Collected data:
----

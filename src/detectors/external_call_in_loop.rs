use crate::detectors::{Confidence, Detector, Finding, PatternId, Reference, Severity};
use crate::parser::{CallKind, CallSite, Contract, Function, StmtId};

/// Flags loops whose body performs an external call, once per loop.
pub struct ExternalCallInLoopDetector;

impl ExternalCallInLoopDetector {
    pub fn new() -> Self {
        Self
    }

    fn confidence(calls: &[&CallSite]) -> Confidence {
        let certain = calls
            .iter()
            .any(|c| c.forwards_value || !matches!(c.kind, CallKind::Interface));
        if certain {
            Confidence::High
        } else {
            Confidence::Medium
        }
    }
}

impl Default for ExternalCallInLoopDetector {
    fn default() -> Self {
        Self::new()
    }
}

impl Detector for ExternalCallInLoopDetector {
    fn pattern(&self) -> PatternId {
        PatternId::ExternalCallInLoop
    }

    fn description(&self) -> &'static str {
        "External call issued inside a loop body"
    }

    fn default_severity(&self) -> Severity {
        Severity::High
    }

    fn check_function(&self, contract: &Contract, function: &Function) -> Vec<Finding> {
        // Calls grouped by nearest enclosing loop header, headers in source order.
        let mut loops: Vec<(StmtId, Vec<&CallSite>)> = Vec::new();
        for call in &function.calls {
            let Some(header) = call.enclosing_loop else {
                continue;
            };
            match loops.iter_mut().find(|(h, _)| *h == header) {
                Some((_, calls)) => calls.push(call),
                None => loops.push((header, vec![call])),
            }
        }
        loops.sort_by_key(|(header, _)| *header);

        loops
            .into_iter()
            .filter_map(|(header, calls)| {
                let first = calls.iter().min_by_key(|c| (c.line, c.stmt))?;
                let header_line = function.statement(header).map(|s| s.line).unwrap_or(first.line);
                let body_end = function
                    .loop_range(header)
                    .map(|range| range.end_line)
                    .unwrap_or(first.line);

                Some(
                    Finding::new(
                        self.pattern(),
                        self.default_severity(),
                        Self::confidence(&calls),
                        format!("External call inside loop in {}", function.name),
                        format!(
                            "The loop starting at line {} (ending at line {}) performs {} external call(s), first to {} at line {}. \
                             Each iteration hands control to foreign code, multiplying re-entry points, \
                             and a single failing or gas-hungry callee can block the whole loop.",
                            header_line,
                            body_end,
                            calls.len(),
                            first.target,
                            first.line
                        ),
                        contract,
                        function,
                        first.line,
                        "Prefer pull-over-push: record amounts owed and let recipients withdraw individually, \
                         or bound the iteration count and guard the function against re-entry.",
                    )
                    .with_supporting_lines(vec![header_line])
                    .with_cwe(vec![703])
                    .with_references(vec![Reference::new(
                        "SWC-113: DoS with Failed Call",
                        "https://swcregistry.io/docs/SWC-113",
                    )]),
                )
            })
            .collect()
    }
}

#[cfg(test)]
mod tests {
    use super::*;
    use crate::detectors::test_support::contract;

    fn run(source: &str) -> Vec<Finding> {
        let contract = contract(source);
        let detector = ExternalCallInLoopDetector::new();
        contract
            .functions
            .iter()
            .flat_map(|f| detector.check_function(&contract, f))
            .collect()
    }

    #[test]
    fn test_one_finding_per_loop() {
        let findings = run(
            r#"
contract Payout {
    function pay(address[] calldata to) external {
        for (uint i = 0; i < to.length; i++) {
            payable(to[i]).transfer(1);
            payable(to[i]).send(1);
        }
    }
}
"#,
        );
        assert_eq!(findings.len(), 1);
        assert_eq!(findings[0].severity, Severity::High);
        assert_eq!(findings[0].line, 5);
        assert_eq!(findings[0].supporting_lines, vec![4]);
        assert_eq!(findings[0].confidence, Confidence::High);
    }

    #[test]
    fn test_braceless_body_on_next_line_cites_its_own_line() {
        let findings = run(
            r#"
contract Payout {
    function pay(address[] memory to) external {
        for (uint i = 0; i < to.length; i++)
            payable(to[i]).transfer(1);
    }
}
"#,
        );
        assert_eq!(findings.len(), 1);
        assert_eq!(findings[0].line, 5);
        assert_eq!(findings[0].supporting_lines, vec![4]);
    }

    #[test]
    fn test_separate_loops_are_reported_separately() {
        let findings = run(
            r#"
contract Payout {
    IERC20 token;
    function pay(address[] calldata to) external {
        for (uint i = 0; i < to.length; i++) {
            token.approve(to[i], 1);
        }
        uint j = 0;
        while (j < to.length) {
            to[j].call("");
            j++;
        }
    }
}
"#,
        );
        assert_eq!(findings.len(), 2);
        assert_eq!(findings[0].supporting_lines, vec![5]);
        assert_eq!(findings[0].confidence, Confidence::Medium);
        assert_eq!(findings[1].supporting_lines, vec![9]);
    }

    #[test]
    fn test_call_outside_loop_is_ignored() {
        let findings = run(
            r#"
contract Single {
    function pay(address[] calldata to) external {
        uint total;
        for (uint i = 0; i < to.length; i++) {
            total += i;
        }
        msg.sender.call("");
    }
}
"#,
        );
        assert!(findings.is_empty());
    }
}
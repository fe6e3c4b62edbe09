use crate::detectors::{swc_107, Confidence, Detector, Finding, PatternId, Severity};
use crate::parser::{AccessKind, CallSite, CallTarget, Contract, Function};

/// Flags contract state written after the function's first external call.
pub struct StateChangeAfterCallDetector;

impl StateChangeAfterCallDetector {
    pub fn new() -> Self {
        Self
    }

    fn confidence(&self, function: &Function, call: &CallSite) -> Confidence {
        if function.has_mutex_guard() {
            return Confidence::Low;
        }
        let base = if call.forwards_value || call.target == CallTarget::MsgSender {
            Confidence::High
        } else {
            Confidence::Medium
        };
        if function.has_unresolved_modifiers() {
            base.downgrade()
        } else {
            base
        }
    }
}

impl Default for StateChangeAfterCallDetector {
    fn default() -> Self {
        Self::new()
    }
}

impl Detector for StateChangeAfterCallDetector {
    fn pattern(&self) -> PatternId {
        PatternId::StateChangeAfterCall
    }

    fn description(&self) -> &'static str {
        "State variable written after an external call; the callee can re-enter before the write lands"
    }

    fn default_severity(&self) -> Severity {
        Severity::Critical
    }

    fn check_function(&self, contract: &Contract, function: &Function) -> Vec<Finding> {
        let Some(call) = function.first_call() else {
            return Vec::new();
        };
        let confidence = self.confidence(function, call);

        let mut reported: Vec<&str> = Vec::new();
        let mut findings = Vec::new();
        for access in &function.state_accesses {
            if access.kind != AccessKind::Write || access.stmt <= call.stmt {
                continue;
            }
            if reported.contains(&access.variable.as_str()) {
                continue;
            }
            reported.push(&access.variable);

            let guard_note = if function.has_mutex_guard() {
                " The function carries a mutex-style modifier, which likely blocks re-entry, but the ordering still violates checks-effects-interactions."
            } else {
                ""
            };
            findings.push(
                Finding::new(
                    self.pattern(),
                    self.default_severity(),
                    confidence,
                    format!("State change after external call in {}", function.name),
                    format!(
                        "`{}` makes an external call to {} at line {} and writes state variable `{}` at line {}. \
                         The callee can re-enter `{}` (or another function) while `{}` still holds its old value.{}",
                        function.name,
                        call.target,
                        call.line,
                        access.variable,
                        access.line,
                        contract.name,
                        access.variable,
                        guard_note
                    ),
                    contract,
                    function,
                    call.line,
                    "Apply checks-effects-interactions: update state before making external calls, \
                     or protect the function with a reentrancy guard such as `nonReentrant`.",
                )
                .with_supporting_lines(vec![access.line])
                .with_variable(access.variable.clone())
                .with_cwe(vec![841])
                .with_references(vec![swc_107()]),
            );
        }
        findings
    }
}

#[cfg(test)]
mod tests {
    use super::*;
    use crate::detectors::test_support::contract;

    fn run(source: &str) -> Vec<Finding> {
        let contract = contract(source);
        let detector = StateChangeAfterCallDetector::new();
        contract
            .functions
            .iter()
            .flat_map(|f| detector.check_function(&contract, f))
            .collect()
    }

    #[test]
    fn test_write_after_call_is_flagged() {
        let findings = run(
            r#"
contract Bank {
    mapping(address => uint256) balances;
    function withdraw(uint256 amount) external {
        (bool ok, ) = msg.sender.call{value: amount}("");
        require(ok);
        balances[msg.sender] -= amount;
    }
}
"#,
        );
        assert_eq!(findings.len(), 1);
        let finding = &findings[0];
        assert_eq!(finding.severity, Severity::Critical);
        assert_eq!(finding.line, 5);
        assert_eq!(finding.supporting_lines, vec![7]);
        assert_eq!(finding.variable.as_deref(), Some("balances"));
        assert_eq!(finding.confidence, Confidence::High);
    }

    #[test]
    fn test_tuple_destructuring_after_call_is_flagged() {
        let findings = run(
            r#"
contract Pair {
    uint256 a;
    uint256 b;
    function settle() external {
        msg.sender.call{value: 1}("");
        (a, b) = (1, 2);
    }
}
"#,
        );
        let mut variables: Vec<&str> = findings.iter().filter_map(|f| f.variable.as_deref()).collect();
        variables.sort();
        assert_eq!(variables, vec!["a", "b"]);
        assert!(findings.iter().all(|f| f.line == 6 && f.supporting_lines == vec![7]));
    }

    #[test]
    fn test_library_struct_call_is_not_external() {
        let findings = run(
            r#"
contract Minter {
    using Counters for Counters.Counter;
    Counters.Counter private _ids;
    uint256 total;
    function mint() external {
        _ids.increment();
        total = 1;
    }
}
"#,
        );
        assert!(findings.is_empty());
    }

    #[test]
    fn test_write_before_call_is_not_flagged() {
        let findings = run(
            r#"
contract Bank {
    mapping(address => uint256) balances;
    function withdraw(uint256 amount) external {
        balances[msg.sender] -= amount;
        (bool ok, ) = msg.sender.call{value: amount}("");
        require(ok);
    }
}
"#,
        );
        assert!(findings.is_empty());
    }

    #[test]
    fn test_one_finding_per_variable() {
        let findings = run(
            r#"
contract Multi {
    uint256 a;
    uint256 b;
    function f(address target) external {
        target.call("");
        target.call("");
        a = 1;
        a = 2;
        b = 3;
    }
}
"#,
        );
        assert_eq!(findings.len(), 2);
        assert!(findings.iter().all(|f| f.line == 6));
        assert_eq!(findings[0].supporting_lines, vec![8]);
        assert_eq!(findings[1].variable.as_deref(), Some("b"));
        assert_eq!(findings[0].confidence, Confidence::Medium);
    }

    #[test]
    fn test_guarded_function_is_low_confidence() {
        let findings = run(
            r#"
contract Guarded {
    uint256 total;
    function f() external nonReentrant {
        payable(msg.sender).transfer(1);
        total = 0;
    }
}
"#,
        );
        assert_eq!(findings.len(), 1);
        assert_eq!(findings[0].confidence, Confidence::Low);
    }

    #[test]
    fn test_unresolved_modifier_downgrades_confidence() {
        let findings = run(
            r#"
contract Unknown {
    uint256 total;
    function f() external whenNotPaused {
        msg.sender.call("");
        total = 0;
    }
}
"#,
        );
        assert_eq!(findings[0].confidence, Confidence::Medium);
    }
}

----

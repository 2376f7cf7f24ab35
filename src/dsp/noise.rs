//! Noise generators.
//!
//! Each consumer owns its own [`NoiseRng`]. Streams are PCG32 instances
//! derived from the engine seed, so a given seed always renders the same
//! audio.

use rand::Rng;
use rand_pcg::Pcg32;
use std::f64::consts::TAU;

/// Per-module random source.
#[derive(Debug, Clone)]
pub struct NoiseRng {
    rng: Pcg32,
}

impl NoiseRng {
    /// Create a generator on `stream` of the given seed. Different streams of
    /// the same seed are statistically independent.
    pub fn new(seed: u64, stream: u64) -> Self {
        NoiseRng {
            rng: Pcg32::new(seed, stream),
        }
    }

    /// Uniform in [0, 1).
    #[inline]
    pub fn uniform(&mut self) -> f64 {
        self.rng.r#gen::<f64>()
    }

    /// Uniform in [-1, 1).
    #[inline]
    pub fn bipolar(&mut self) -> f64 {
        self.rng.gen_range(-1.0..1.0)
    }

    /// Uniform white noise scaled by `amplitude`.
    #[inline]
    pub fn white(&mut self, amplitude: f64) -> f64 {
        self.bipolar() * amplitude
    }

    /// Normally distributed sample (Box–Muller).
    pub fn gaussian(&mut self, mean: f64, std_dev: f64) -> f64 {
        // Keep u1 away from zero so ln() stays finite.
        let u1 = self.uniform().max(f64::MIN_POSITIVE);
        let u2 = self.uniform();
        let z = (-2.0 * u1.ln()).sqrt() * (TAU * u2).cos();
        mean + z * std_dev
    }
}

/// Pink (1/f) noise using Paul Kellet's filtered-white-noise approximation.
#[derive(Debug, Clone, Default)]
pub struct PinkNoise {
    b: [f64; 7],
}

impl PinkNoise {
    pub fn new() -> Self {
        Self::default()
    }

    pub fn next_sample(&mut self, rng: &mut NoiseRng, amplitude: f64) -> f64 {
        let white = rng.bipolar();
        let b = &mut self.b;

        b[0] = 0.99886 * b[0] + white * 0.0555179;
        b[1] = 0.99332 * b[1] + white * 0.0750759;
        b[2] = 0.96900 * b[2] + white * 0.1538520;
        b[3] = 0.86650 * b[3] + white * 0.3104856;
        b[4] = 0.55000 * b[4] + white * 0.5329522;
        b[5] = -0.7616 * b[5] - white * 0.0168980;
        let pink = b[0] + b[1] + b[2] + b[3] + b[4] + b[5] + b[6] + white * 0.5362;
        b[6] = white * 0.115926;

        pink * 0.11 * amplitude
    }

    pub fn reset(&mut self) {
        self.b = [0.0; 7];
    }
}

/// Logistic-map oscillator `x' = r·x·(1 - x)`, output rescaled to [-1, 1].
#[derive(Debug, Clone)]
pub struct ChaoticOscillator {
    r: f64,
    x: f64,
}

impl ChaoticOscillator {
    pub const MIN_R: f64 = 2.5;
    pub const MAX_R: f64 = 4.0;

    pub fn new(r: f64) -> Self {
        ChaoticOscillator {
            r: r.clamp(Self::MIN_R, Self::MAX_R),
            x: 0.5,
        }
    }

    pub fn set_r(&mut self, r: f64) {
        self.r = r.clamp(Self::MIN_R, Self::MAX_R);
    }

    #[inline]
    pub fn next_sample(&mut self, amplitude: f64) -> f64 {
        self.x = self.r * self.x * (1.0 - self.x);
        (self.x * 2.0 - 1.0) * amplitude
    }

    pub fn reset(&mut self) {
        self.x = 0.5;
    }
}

----

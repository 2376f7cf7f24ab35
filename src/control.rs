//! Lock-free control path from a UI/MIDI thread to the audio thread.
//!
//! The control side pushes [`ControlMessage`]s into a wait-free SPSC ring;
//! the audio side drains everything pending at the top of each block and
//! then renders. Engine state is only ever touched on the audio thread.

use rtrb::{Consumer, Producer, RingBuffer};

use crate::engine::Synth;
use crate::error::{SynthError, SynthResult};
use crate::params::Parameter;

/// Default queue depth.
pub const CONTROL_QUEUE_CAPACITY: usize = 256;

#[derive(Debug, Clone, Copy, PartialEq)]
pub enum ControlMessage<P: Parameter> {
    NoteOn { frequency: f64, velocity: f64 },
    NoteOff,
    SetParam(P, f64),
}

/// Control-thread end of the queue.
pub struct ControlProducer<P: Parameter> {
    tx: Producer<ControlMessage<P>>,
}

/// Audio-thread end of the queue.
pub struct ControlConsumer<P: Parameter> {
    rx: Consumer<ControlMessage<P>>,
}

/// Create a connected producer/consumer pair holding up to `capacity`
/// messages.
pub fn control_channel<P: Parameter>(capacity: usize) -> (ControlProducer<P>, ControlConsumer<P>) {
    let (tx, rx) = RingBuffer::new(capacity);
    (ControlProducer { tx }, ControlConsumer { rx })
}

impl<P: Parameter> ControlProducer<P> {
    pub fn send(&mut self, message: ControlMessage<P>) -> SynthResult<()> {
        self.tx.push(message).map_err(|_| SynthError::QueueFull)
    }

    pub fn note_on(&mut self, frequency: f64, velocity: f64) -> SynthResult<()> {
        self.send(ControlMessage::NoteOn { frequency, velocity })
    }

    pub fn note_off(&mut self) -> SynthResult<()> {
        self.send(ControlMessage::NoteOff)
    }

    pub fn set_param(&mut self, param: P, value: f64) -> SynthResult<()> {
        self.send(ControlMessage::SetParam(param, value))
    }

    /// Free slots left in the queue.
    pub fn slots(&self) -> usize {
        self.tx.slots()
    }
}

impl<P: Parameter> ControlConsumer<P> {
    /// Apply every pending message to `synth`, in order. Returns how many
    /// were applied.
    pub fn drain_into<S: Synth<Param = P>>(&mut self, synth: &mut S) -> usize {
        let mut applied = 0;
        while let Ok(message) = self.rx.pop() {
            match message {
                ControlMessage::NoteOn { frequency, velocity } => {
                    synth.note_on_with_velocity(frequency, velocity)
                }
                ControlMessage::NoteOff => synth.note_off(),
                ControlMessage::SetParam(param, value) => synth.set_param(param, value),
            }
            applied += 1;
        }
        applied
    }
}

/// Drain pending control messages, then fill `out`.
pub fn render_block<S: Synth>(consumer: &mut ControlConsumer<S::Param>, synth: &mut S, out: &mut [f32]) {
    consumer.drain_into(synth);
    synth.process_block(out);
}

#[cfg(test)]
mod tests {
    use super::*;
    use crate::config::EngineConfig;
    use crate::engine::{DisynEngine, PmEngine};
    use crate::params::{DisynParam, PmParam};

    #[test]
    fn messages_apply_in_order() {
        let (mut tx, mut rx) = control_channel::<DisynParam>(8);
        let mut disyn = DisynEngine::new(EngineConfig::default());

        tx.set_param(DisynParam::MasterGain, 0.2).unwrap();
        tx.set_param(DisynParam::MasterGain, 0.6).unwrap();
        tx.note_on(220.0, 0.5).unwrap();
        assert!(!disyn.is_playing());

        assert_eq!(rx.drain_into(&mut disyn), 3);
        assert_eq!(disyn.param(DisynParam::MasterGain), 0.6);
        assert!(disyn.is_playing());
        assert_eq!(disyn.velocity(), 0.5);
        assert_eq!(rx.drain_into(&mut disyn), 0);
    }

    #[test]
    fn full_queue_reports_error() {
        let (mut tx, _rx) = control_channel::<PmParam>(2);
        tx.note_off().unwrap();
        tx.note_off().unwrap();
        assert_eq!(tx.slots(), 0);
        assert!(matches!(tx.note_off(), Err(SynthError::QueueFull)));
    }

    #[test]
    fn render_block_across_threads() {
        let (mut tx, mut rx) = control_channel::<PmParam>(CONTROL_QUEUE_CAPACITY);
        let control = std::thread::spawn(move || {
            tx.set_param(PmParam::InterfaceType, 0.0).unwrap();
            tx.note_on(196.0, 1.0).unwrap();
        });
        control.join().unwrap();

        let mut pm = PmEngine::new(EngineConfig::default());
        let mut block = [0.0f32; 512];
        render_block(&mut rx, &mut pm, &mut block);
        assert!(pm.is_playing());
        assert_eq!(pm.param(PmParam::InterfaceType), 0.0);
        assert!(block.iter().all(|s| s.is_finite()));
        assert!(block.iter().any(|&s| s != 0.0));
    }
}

----

> ACTIVITY: Show me every line in the data above that includes "base".

> SOLVED EXERCISE:
        let base = if call.forwards_value || call.target == CallTarget::MsgSender {
            base.downgrade()
            base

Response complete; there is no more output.